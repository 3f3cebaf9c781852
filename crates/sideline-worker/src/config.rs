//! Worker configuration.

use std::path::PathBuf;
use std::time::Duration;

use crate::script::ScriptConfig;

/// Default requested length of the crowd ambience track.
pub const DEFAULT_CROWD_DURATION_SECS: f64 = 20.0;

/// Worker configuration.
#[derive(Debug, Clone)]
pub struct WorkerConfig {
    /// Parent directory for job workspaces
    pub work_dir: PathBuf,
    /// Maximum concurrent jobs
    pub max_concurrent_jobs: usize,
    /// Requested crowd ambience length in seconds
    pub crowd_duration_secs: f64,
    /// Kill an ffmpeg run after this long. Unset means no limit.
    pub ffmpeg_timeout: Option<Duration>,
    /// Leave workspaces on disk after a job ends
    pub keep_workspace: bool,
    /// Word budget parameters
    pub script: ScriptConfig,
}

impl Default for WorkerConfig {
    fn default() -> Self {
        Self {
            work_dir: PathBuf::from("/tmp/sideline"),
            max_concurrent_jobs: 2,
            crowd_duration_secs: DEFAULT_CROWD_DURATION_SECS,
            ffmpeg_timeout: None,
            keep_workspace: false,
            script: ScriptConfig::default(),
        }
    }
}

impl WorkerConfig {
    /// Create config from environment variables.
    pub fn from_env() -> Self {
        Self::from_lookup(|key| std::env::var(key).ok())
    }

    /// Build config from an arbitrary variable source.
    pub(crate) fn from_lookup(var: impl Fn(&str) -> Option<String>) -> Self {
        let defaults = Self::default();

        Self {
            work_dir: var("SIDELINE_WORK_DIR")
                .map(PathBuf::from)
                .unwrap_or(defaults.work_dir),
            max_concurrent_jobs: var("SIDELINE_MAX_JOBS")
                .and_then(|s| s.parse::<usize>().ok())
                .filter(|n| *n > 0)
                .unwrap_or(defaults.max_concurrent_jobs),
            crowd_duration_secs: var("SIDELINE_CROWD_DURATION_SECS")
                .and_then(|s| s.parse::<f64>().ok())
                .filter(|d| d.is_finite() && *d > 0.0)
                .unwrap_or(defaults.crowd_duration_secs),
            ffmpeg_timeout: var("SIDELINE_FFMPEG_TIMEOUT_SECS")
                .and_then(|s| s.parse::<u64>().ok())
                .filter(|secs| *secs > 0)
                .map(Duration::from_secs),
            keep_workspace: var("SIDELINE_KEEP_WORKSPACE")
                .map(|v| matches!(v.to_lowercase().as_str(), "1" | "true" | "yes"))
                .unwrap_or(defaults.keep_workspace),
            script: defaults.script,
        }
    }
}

**********

WORK TASK
From the start of the data to the line that holds "#[derive(Debug, Clone)]", retype each line exactly, with both ends included.

SOLUTION BELOW
repository 3f3cebaf9c781852
filename crates/sideline-worker/src/config.rs
//! Worker configuration.

use std::path::PathBuf;
use std::time::Duration;

use crate::script::ScriptConfig;

/// Default requested length of the crowd ambience track.
pub const DEFAULT_CROWD_DURATION_SECS: f64 = 20.0;

/// Worker configuration.
#[derive(Debug, Clone)]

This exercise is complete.